=== WHAT IS EXPECTED ===
Among the entries below, find the line with "filename server/src/web/handlers/cart_handlers.rs", then quote it and each following line up to and including the line with "pub struct CartLineView", and nothing else.

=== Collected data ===

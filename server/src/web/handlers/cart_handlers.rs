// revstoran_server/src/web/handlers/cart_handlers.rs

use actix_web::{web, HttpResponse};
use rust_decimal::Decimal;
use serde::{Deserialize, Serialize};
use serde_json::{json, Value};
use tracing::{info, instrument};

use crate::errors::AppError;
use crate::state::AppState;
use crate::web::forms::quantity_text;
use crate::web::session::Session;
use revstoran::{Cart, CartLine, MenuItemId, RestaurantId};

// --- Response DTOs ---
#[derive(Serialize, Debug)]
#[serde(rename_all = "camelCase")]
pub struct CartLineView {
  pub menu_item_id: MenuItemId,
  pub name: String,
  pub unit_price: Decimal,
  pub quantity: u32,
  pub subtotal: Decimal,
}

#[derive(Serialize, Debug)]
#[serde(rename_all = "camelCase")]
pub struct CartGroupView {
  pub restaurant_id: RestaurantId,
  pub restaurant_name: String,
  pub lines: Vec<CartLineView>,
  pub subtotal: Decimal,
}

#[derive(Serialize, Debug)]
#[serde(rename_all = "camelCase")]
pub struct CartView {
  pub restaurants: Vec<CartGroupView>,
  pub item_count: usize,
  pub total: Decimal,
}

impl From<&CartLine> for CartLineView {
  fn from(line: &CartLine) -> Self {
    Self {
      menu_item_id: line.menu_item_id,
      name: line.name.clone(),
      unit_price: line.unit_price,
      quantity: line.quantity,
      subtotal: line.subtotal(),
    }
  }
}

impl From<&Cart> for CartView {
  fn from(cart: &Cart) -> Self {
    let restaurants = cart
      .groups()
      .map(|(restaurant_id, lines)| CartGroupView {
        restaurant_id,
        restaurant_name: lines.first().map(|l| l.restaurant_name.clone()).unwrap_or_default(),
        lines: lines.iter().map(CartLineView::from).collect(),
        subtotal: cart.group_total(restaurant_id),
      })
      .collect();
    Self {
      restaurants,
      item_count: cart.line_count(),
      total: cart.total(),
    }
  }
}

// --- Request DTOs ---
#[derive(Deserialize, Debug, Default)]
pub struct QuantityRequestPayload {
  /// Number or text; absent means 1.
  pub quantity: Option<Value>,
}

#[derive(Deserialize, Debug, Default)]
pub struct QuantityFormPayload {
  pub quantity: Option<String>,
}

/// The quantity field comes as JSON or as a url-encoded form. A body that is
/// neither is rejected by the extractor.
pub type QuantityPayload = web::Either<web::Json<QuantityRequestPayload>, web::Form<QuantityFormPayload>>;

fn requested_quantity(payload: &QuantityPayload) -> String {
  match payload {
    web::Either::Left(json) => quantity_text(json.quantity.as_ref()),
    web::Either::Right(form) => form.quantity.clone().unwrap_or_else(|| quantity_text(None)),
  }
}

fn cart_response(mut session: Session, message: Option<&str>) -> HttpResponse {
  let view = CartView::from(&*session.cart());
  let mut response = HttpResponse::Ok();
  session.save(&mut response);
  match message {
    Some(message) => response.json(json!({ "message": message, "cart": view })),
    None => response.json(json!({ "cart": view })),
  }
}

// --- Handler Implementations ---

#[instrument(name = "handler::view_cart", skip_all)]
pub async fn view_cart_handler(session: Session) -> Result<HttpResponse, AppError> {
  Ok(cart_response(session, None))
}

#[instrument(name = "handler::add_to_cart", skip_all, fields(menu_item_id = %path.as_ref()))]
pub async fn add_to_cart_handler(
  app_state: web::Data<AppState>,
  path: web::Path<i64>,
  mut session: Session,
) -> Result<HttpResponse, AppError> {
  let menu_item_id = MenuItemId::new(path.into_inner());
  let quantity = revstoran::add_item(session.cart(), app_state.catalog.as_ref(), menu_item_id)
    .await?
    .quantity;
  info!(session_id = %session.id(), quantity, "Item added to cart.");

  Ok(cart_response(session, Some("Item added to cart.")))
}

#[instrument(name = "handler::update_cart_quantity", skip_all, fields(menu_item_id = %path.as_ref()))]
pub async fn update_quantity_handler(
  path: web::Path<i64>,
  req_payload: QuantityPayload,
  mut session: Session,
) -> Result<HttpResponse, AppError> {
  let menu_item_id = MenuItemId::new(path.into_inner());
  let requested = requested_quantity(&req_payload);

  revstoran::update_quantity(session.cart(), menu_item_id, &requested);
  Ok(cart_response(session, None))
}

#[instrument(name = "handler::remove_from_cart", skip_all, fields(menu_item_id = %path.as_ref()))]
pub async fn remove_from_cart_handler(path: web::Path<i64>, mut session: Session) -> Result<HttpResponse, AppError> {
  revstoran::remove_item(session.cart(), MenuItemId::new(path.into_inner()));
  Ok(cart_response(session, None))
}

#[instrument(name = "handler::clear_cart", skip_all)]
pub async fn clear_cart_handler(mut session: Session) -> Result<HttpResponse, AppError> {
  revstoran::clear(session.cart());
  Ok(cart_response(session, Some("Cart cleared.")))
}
==
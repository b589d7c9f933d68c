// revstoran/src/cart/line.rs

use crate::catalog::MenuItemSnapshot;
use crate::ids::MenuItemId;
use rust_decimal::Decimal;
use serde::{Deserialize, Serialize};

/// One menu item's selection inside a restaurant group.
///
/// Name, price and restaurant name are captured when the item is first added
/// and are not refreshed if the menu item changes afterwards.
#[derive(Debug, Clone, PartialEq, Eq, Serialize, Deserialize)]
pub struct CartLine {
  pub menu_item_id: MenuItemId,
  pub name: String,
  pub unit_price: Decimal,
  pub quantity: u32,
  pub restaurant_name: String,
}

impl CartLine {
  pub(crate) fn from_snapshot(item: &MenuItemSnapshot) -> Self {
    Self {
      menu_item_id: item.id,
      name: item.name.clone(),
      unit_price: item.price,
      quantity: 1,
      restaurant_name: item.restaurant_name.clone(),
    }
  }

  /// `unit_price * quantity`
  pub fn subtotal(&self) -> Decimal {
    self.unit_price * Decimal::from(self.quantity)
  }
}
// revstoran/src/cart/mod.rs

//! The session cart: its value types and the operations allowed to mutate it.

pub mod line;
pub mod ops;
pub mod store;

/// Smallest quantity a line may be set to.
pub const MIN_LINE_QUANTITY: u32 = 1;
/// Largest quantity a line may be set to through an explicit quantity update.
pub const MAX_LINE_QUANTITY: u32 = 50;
* * *
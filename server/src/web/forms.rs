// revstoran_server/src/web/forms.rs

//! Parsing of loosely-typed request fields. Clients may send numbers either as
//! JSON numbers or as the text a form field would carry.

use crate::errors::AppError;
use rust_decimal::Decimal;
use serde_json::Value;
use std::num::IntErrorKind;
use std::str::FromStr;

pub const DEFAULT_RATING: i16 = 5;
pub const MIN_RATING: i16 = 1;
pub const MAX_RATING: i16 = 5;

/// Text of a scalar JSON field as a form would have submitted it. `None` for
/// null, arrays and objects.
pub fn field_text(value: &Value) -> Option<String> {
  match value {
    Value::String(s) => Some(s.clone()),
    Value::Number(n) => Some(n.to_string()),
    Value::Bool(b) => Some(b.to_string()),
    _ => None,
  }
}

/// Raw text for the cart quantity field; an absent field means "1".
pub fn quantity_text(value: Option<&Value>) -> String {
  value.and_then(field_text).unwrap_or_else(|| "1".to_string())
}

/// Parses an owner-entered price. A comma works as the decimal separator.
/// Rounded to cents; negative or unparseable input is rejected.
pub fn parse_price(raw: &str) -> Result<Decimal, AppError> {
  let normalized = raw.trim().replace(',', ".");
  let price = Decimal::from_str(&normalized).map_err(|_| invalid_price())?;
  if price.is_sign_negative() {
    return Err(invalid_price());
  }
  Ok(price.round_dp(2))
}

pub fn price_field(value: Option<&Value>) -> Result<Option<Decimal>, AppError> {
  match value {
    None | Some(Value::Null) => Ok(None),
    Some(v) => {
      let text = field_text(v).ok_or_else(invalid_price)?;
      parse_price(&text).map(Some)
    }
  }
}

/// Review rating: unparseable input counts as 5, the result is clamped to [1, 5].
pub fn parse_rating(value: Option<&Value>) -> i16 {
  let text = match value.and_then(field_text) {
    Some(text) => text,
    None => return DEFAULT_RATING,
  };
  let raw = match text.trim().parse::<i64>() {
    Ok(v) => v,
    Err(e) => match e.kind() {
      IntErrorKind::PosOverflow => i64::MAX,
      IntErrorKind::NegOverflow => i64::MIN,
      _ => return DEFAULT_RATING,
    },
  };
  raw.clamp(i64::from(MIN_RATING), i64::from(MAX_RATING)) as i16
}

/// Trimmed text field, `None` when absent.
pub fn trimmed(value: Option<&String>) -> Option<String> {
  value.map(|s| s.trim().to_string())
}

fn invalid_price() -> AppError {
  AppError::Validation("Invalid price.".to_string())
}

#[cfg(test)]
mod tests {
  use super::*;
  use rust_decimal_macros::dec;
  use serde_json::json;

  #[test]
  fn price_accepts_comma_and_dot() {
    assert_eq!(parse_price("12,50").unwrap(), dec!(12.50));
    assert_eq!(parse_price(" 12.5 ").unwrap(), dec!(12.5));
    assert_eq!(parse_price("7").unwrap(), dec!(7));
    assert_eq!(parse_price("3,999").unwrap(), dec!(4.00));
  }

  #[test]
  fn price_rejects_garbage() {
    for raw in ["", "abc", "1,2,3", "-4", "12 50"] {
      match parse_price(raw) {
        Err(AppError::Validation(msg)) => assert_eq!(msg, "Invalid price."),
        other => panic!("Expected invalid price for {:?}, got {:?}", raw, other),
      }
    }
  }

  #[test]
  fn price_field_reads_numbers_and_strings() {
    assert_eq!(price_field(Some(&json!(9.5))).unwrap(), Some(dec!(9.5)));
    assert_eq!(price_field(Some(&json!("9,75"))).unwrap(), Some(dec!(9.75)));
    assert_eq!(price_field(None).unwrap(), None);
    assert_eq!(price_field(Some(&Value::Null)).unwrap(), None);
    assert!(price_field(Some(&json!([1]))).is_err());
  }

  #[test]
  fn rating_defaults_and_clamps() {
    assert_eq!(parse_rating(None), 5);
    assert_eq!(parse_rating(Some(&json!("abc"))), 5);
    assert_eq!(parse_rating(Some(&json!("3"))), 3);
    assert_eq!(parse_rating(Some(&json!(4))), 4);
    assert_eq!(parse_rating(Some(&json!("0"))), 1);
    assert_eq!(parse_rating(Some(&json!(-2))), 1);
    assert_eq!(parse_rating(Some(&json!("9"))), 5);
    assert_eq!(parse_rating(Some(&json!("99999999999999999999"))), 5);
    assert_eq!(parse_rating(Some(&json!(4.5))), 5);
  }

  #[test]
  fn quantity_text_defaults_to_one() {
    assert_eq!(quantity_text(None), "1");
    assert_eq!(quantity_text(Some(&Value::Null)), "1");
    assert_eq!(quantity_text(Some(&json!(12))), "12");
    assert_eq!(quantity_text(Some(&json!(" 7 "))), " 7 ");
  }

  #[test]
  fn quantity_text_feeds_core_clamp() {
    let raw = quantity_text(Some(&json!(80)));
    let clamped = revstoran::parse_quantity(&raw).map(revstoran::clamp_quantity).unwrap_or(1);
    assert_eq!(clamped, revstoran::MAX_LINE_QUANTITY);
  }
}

=== EXERCISE ANSWER ===
filename server/src/web/handlers/cart_handlers.rs
// revstoran_server/src/web/handlers/cart_handlers.rs

use actix_web::{web, HttpResponse};
use rust_decimal::Decimal;
use serde::{Deserialize, Serialize};
use serde_json::{json, Value};
use tracing::{info, instrument};

use crate::errors::AppError;
use crate::state::AppState;
use crate::web::forms::quantity_text;
use crate::web::session::Session;
use revstoran::{Cart, CartLine, MenuItemId, RestaurantId};

// --- Response DTOs ---
#[derive(Serialize, Debug)]
#[serde(rename_all = "camelCase")]
pub struct CartLineView {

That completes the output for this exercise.